Bats land and rest upside down in order to protect themselves from predators (hanging animals are harder to see from above) and to make it incredibly easy for them to take off at a microsecond's notice. Unlike birds, who have to pump their wings to gain the momentum to take off, bats can propel forward by essentially falling into flight. But rather than land upright and swing down, which would take enormous digital strength and potentially waste energy, the animals land upside down to begin with. Until now, their ability to make this happen has been a mystery.

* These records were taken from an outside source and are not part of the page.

//! Lock-free reference-counted ownership with hazard-guarded shared cells.
//!
//! This library implements a split strong/weak reference-counting scheme in
//! which shared ownership can live inside a mutable, concurrently updated
//! cell. A counted reference is a `{object, descriptor}` pair: the object
//! pointer is what callers dereference, and the descriptor carries the
//! counts. Keeping the two side by side is what allows a handle to point
//! into the middle of an allocation (a field, an element, a base-class view)
//! while the counts still govern the whole.
//!
//! Single-threaded ownership uses [`RcHandle`] (with its strong and weak
//! aliases [`RcPtr`] and [`RcWeak`], and the never-null [`RcRef`]). Shared
//! mutable ownership uses [`AtomicRc`] ([`AtomicRcPtr`], [`AtomicRcWeak`]),
//! whose loads, stores, swaps and compare-exchanges are all lock-free and
//! safe under any interleaving.
//!
//! The hard part of a mutable shared cell is the race between a reader that
//! has seen a pair and a writer that displaces the pair and drops its count
//! to zero. [Hazard pointers][hazptr] close that race: a reader publishes
//! the descriptor's address, re-validates that the cell still holds the
//! pair, and only then touches the count. Displaced descriptors and cell
//! nodes are retired to a [`Registry`] and freed once no published guard
//! covers them.
//!
//! Dropping the last strong count destroys the object immediately, on the
//! releasing thread; guards defer only the reuse of memory, never
//! destruction. Weak handles keep the allocation (and the counts) alive so
//! that liveness can still be queried after release.
//!
//! [hazptr]: https://citeseerx.ist.psu.edu/viewdoc/download?doi=10.1.1.395.378&rep=rep1&type=pdf

#![deny(unsafe_op_in_unsafe_fn)]

mod atomic;
mod content;
mod desc;
mod guard;
mod handle;
mod record;
mod registry;
mod sync;
mod transact;

pub use atomic::{AtomicRc, AtomicRcPtr, AtomicRcWeak};
pub use content::{AsContent, Content};
pub use desc::{Desc, Strength, Strong, Weak};
pub use handle::{RcHandle, RcPtr, RcRef, RcWeak};
pub use registry::Registry;
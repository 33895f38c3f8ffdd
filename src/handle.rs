use crate::content::{AsContent, Content};
use crate::desc::{Desc, Strength, Strong, Weak};
use crate::Registry;
use core::marker::PhantomData;
use core::mem;

/// A counted handle: one `{object, descriptor}` pair plus one share of the
/// descriptor's count of strength `S`.
///
/// A handle exclusively owns its pair -- mutation takes `&mut self` and never
/// needs the guarded protocol. The concurrent counterpart, where one pair is
/// shared between threads, is [`AtomicRc`](crate::AtomicRc).
///
/// Handles are nullable. A handle may also carry a bare object pointer with
/// no descriptor: such a handle counts nothing and the code that created it
/// (via the unsafe [`from_obj`](RcHandle::from_obj)) vouches for the
/// pointer's lifetime.
pub struct RcHandle<T, S: Strength = Strong> {
    content: Content<T>,
    _strength: PhantomData<S>,
}

/// A nullable strong handle; keeps the pointed-to value alive.
pub type RcPtr<T> = RcHandle<T, Strong>;

/// A weak handle; observes the value's lifetime without extending it.
pub type RcWeak<T> = RcHandle<T, Weak>;

// Like Arc: the handle hands out &T from any thread that holds it.
unsafe impl<T: Send + Sync, S: Strength> Send for RcHandle<T, S> {}
unsafe impl<T: Send + Sync, S: Strength> Sync for RcHandle<T, S> {}

impl<T, S: Strength> RcHandle<T, S> {
    /// The null handle: no object, no descriptor, no count.
    pub const fn null() -> Self {
        Self {
            content: Content::null(),
            _strength: PhantomData,
        }
    }

    // Adopt `content` as-is. The caller transfers one S count for the
    // descriptor (or the content has none).
    pub(crate) fn from_content(content: Content<T>) -> Self {
        Self {
            content,
            _strength: PhantomData,
        }
    }

    // Copy `content` and take a fresh S count on it; null on a lost race
    // against a concurrent final release.
    pub(crate) fn acquired(content: Content<T>) -> Self {
        if content.has_desc() {
            // Safety: the caller's existing count or validated guard keeps
            // the descriptor live.
            if !unsafe { S::acquire(content.desc) } {
                return Self::null();
            }
        }
        Self::from_content(content)
    }

    pub(crate) fn content(&self) -> Content<T> {
        self.content
    }

    // Hand the pair out without releasing: ownership of the count moves to
    // the caller.
    pub(crate) fn into_content(self) -> Content<T> {
        let content = self.content;
        mem::forget(self);
        content
    }

    /// Wrap a bare pointer, with no descriptor and no counting.
    ///
    /// # Safety
    ///
    /// `obj` must remain valid for reads for as long as this handle (or
    /// anything cloned or derived from it) can reach it.
    pub unsafe fn from_obj(obj: *const T) -> Self {
        Self::from_content(Content::from_obj(obj))
    }

    /// Reassemble a handle from [`into_raw_parts`](RcHandle::into_raw_parts),
    /// adopting the count without acquiring.
    ///
    /// # Safety
    ///
    /// The caller must own one uncommitted S count on `desc` (with `obj`
    /// pointing into its allocation), or pass a null `desc` with `obj`
    /// satisfying the [`from_obj`](RcHandle::from_obj) contract.
    pub unsafe fn from_raw_parts(obj: *const T, desc: *const Desc) -> Self {
        Self::from_content(Content::new(obj, desc))
    }

    /// Disassemble without releasing: the count travels with the returned
    /// descriptor pointer.
    pub fn into_raw_parts(self) -> (*const T, *const Desc) {
        let content = self.into_content();
        (content.obj, content.desc)
    }

    pub fn is_null(&self) -> bool {
        self.content.is_null()
    }

    /// The stored object pointer, with no liveness check whatsoever.
    pub fn peek_obj(&self) -> *const T {
        self.content.obj
    }

    /// The strong count of the shared descriptor, if this handle has one.
    pub fn strong_count(&self) -> Option<usize> {
        self.content
            .has_desc()
            // Safety: our count keeps the descriptor live.
            .then(|| unsafe { &*self.content.desc }.strong_count())
    }

    /// The weak count of the shared descriptor, if this handle has one.
    pub fn weak_count(&self) -> Option<usize> {
        self.content
            .has_desc()
            // Safety: our count keeps the descriptor live.
            .then(|| unsafe { &*self.content.desc }.weak_count())
    }

    /// Register `f` on the shared descriptor, to run once the value is
    /// released. See [`Desc::on_released`]. No-op on descriptor-less handles.
    pub fn on_released(&self, f: impl FnOnce(&Desc, bool) + Send + 'static) {
        if self.content.has_desc() {
            // Safety: our count keeps the descriptor live.
            unsafe { &*self.content.desc }.on_released(f);
        }
    }

    /// Release the held count (possibly destroying the value) and go null.
    pub fn clear(&mut self) {
        let old = mem::replace(&mut self.content, Content::null());
        if old.has_desc() {
            // Safety: we owned one S count.
            unsafe { S::release(old.desc) };
        }
    }

    /// Synonym of [`clear`](RcHandle::clear).
    pub fn release(&mut self) {
        self.clear();
    }

    /// Drop the descriptor pointer *without* releasing its count; the object
    /// pointer stays. The counterpart of the adopting
    /// [`from_raw_parts`](RcHandle::from_raw_parts): together they move a
    /// count between handles without touching the descriptor.
    pub fn disown(&mut self) -> *const Desc {
        let desc = self.content.desc;
        self.content.desc = core::ptr::null();
        desc
    }

    /// Move the handle out, leaving null behind.
    pub fn take(&mut self) -> Self {
        mem::take(self)
    }

    /// Exchange pairs with `other`. No count traffic: the same references
    /// exist afterwards, they just live in swapped handles.
    pub fn swap(&mut self, other: &mut Self) {
        mem::swap(&mut self.content, &mut other.content);
    }

    /// Store `new`, returning the previous handle with its count intact.
    pub fn exchange(&mut self, new: Self) -> Self {
        mem::replace(self, new)
    }

    /// Store `new` only if the current pair equals `current`.
    ///
    /// Returns the displaced handle on success; hands `new` back on failure.
    pub fn compare_exchange(
        &mut self,
        new: Self,
        current: impl AsContent<T>,
    ) -> Result<Self, Self> {
        if self.content == current.as_content() {
            Ok(mem::replace(self, new))
        } else {
            Err(new)
        }
    }

    /// Rebind the object pointer while carrying the same descriptor and
    /// count: the up-/down-/field-cast helper.
    ///
    /// # Safety
    ///
    /// `f` must return a non-null pointer into the same allocation the
    /// descriptor tracks (a base, field, or otherwise compatible view of
    /// the object this handle points to).
    pub unsafe fn cast<U>(self, f: impl FnOnce(*const T) -> *const U) -> RcHandle<U, S> {
        let content = self.into_content();
        let obj = if content.obj.is_null() {
            core::ptr::null()
        } else {
            f(content.obj)
        };
        RcHandle::from_content(Content::new(obj, content.desc))
    }
}

impl<T> RcPtr<T> {
    /// Allocate `value` with a fresh descriptor in the
    /// [global registry](Registry::global); strong and weak counts start at
    /// one.
    pub fn new(value: T) -> Self {
        Self::new_in(value, Registry::global())
    }

    /// Allocate `value` with its descriptor tied to `registry`.
    pub fn new_in(value: T, registry: &'static Registry) -> Self {
        let alloc = Desc::allocate(value, registry);
        // Safety: freshly allocated, and we adopt the initial strong count.
        let alloc = unsafe { alloc.as_ref() };
        Self::from_content(Content::new(alloc.value_ptr(), alloc.desc()))
    }

    /// The object pointer. A strong handle's pointer is live for as long as
    /// the handle is held (or, for descriptor-less handles, for whatever
    /// lifetime the creator vouched).
    pub fn get_obj(&self) -> *const T {
        self.content.obj
    }

    /// Borrow the object, or `None` for the null handle.
    pub fn get(&self) -> Option<&T> {
        // Safety: see get_obj; a non-null pointer is valid while we are held.
        unsafe { self.content.obj.as_ref() }
    }

    /// Take a weak handle to the same object.
    pub fn downgrade(&self) -> RcWeak<T> {
        if self.content.has_desc() {
            // Safety: our strong count keeps the descriptor live (and its
            // weak count non-zero, via the strong handles' joint share).
            if !unsafe { Weak::acquire(self.content.desc) } {
                return RcHandle::null();
            }
        }
        RcHandle::from_content(self.content)
    }
}

impl<T> RcWeak<T> {
    /// Attempt to take a strong handle. Fails once the value has been
    /// released; succeeding shares ownership as usual.
    pub fn upgrade(&self) -> Option<RcPtr<T>> {
        let content = self.content;
        if content.is_null() {
            return None;
        }
        if content.has_desc() {
            // Safety: our weak count keeps the descriptor allocation live.
            if !unsafe { Strong::acquire(content.desc) } {
                return None;
            }
        }
        Some(RcHandle::from_content(content))
    }

    /// The object pointer, or null once the value has been released.
    ///
    /// A non-null result proves nothing durable -- the value can be released
    /// the moment after the check. Use [`upgrade`](RcWeak::upgrade) before
    /// dereferencing.
    pub fn get_obj(&self) -> *const T {
        if self.is_released() {
            core::ptr::null()
        } else {
            self.content.obj
        }
    }

    /// True once the pointed-to value has been destroyed (or for the null
    /// handle).
    pub fn is_released(&self) -> bool {
        if self.content.has_desc() {
            // Safety: our weak count keeps the descriptor allocation live.
            unsafe { &*self.content.desc }.is_released()
        } else {
            self.content.obj.is_null()
        }
    }
}

impl<T, S: Strength> Clone for RcHandle<T, S> {
    fn clone(&self) -> Self {
        Self::acquired(self.content)
    }
}

impl<T, S: Strength> Drop for RcHandle<T, S> {
    fn drop(&mut self) {
        if self.content.has_desc() {
            // Safety: we own one S count.
            unsafe { S::release(self.content.desc) };
        }
    }
}

impl<T, S: Strength> Default for RcHandle<T, S> {
    fn default() -> Self {
        Self::null()
    }
}

impl<T, S: Strength> AsContent<T> for RcHandle<T, S> {
    fn as_content(&self) -> Content<T> {
        self.content
    }
}

impl<T, S: Strength, R: AsContent<T>> PartialEq<R> for RcHandle<T, S> {
    fn eq(&self, other: &R) -> bool {
        self.content == other.as_content()
    }
}
impl<T, S: Strength> Eq for RcHandle<T, S> {}

impl<T, S: Strength, R: AsContent<T>> PartialOrd<R> for RcHandle<T, S> {
    fn partial_cmp(&self, other: &R) -> Option<core::cmp::Ordering> {
        Some(self.content.cmp(&other.as_content()))
    }
}
impl<T, S: Strength> Ord for RcHandle<T, S> {
    fn cmp(&self, other: &Self) -> core::cmp::Ordering {
        self.content.cmp(&other.content)
    }
}

impl<T, S: Strength> core::fmt::Debug for RcHandle<T, S> {
    fn fmt(&self, f: &mut core::fmt::Formatter<'_>) -> core::fmt::Result {
        f.debug_tuple("RcHandle").field(&self.content).finish()
    }
}

/// A non-null strong handle: [`RcPtr`] minus the null state, so it can
/// implement [`Deref`](core::ops::Deref).
pub struct RcRef<T>(RcPtr<T>);

impl<T> RcRef<T> {
    /// Allocate `value` in the [global registry](Registry::global).
    pub fn new(value: T) -> Self {
        RcRef(RcPtr::new(value))
    }

    /// Allocate `value` with its descriptor tied to `registry`.
    pub fn new_in(value: T, registry: &'static Registry) -> Self {
        RcRef(RcPtr::new_in(value, registry))
    }

    pub fn get_obj(&self) -> *const T {
        self.0.get_obj()
    }

    pub fn downgrade(&self) -> RcWeak<T> {
        self.0.downgrade()
    }

    pub fn into_ptr(self) -> RcPtr<T> {
        self.0
    }
}

impl<T> core::ops::Deref for RcRef<T> {
    type Target = T;

    fn deref(&self) -> &T {
        // Safety: the inner handle is non-null by construction, and strong
        // handles keep their object live.
        unsafe { &*self.0.content.obj }
    }
}

impl<T> Clone for RcRef<T> {
    fn clone(&self) -> Self {
        // A strong clone of a live object cannot lose the acquire race.
        let cloned = self.0.clone();
        debug_assert!(!cloned.is_null());
        RcRef(cloned)
    }
}

impl<T> From<RcRef<T>> for RcPtr<T> {
    fn from(r: RcRef<T>) -> Self {
        r.0
    }
}

impl<T> TryFrom<RcPtr<T>> for RcRef<T> {
    type Error = RcPtr<T>;

    /// Fails on the null handle, handing it back.
    fn try_from(ptr: RcPtr<T>) -> Result<Self, RcPtr<T>> {
        if ptr.is_null() {
            Err(ptr)
        } else {
            Ok(RcRef(ptr))
        }
    }
}

impl<T> AsContent<T> for RcRef<T> {
    fn as_content(&self) -> Content<T> {
        self.0.as_content()
    }
}

impl<T> core::fmt::Debug for RcRef<T> {
    fn fmt(&self, f: &mut core::fmt::Formatter<'_>) -> core::fmt::Result {
        f.debug_tuple("RcRef").field(&self.0.content).finish()
    }
}
use crate::desc::Desc;

/// The `{object, descriptor}` pair every container transacts as one unit.
///
/// The two pointers only mean something together: the object pointer is where
/// the handle points, the descriptor pointer is whose counts it holds. A pair
/// with a descriptor always has an object; a pair with an object but no
/// descriptor is a raw borrow whose lifetime the creator vouched for; the
/// null state is both-null.
pub struct Content<T> {
    pub(crate) obj: *const T,
    pub(crate) desc: *const Desc,
}

// Manual impls: the derives would demand T: Clone/Copy.
impl<T> Clone for Content<T> {
    fn clone(&self) -> Self {
        *self
    }
}
impl<T> Copy for Content<T> {}

impl<T> Content<T> {
    pub const fn null() -> Self {
        Self {
            obj: core::ptr::null(),
            desc: core::ptr::null(),
        }
    }

    pub(crate) fn new(obj: *const T, desc: *const Desc) -> Self {
        debug_assert!(desc.is_null() || !obj.is_null());
        Self { obj, desc }
    }

    pub(crate) fn from_obj(obj: *const T) -> Self {
        Self {
            obj,
            desc: core::ptr::null(),
        }
    }

    pub fn is_null(&self) -> bool {
        self.obj.is_null()
    }

    pub(crate) fn has_desc(&self) -> bool {
        !self.desc.is_null()
    }

    fn key(&self) -> (usize, usize) {
        (self.obj as usize, self.desc as usize)
    }
}

impl<T> PartialEq for Content<T> {
    fn eq(&self, other: &Self) -> bool {
        self.obj == other.obj && self.desc == other.desc
    }
}
impl<T> Eq for Content<T> {}

impl<T> PartialOrd for Content<T> {
    fn partial_cmp(&self, other: &Self) -> Option<core::cmp::Ordering> {
        Some(self.cmp(other))
    }
}
impl<T> Ord for Content<T> {
    fn cmp(&self, other: &Self) -> core::cmp::Ordering {
        self.key().cmp(&other.key())
    }
}

impl<T> core::fmt::Debug for Content<T> {
    fn fmt(&self, f: &mut core::fmt::Formatter<'_>) -> core::fmt::Result {
        f.debug_struct("Content")
            .field("obj", &self.obj)
            .field("desc", &self.desc)
            .finish()
    }
}

/// Anything that projects to a [`Content`] pair.
///
/// Comparisons and compare-exchange comparands are written once against this
/// trait rather than per concrete pointer flavor; counted handles, raw
/// pointers, and the pair itself all qualify.
pub trait AsContent<T> {
    fn as_content(&self) -> Content<T>;
}

impl<T> AsContent<T> for Content<T> {
    fn as_content(&self) -> Content<T> {
        *self
    }
}

impl<T> AsContent<T> for *const T {
    fn as_content(&self) -> Content<T> {
        Content::from_obj(*self)
    }
}

impl<T> AsContent<T> for *mut T {
    fn as_content(&self) -> Content<T> {
        Content::from_obj(*self)
    }
}

impl<T> AsContent<T> for core::ptr::NonNull<T> {
    fn as_content(&self) -> Content<T> {
        Content::from_obj(self.as_ptr())
    }
}

impl<T, A: AsContent<T>> AsContent<T> for &A {
    fn as_content(&self) -> Content<T> {
        (**self).as_content()
    }
}
use binary_heap_plus::BinaryHeap;
use fixedbitset::FixedBitSet;

use crate::data_structures::{
    graphs::{EdgeData, EdgeRef, EdgeWeight, Graph},
    Key,
};

use super::{PathTable, ShortestDistance, ShortestPath};

/// Finds the shortest distances from `source` to every reachable vertex and
/// feeds a [ShortestDistance] record per vertex to `sink`, in vertex key
/// order. Runs in O(|E| + |V| log |V|).
///
/// With `leaves_only` set, only vertices that end a maximal shortest path are
/// reported. Unreachable vertices are never reported.
///
/// `weight` maps an edge to its length. Weights must be non-negative; this is
/// not checked, and negative weights yield unspecified distances (use
/// [bellman_ford_shortest_distances](super::bellman_ford_shortest_distances)
/// for those).
pub fn dijkstra_shortest_distances<G, K, EV, D>(
    graph: &G,
    source: K,
    sink: &mut impl FnMut(ShortestDistance<K, D>),
    leaves_only: bool,
    weight: impl Fn(&EdgeRef<K, EV>) -> D,
) where
    G: Graph<K, EV> + ?Sized,
    K: Key,
    EV: EdgeData,
    D: EdgeWeight,
{
    let table = relax(graph, source, weight);
    table.emit_distances(source, leaves_only, sink);
}

/// Like [dijkstra_shortest_distances], but feeds a reconstructed
/// [ShortestPath] per reported vertex to `sink`. The path runs from `source`
/// to the target; the source's own path is `[source]` with distance zero.
pub fn dijkstra_shortest_paths<G, K, EV, D>(
    graph: &G,
    source: K,
    sink: &mut impl FnMut(ShortestPath<K, D>),
    leaves_only: bool,
    weight: impl Fn(&EdgeRef<K, EV>) -> D,
) where
    G: Graph<K, EV> + ?Sized,
    K: Key,
    EV: EdgeData,
    D: EdgeWeight,
{
    let table = relax(graph, source, weight);
    table.emit_paths(source, leaves_only, sink);
}

fn relax<G, K, EV, D>(
    graph: &G,
    source: K,
    weight: impl Fn(&EdgeRef<K, EV>) -> D,
) -> PathTable<K, D>
where
    G: Graph<K, EV> + ?Sized,
    K: Key,
    EV: EdgeData,
    D: EdgeWeight,
{
    let num_vertices = graph.num_vertices().index();
    let mut table = PathTable::new(num_vertices, source);
    let mut in_queue = FixedBitSet::with_capacity(num_vertices);

    // Min-heap on (distance, vertex key). There is no decrease-key; a vertex
    // is re-pushed only when it is improved while not in the queue, so stale
    // priorities are tolerated and relaxation always reads the current
    // distance.
    let mut queue = BinaryHeap::new_min();
    queue.push((D::zero(), source));
    in_queue.insert(source.index());

    while let Some((_, u)) = queue.pop() {
        in_queue.set(u.index(), false);
        let Some(u_dist) = table.distance[u.index()] else {
            continue;
        };

        for e in graph.out_edges(u) {
            let v = e.target;
            let v_dist = u_dist + weight(&e);
            table.leaf.set(u.index(), false);

            if table.distance[v.index()].is_none_or(|old| v_dist < old) {
                table.distance[v.index()] = Some(v_dist);
                table.predecessor[v.index()] = u;
                table.leaf.insert(v.index());
                if !in_queue.contains(v.index()) {
                    queue.push((v_dist, v));
                    in_queue.insert(v.index());
                }
            }
        }
    }

    table
}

To unlock the animals' secret, researchers trained bats to fly into an enclosure and land on a small piece of mesh, tacked to the ceiling. Then they video-taped their subjects with high-speed cameras, and watched them land, frame by frame. They noticed that as they land, they are not moving quickly at all, which seems counterintuitive; for most animals, flying upright, and then landing upside down would require significant speed so the animal could reorient herself. But the bats, instead, were carefully slowing down as they approached their perches. See this for yourself in the oddly creepy video below:

"So the question is," explained researcher Jenny Breuer, "how do bats get themselves in [this upside-down] position to land?"

To answer that question, the researchers point to Olympic swimmers and acrobats. Professional athletes who must reorient themselves quickly know that they must work with the air pressure around them to execute their moves perfectly. Similarly, bats use the inertia of their immense wings to manipulate their landing. And, indeed, their cameras caught exactly that: a minute maneuver that the bats made in the fraction of a second before latching onto their perch. The maneuver is so quick, it can't be seen in real time with the human eye.

As the bats reached the hanging mesh, they retracted one wing just barely, turning it toward their bodies. The other wing was released fully. This unbalanced orientation quickly turns the bat an entire half-rotation per wing beat. Just two beats, and the bat is upside down. Just to be sure they had singled in on the culprit, the researchers ran simulations of the same bats, giving their computerized bats smaller wings. Indeed, the computerized, small-winged bats failed the test.

The researchers point out that as the aeronautics industry continues to develop small vehicles like drones, they might look to the bat for good advice. And when it comes to wings, size matters big time.

The research was published this week in the journal PLOS Biology.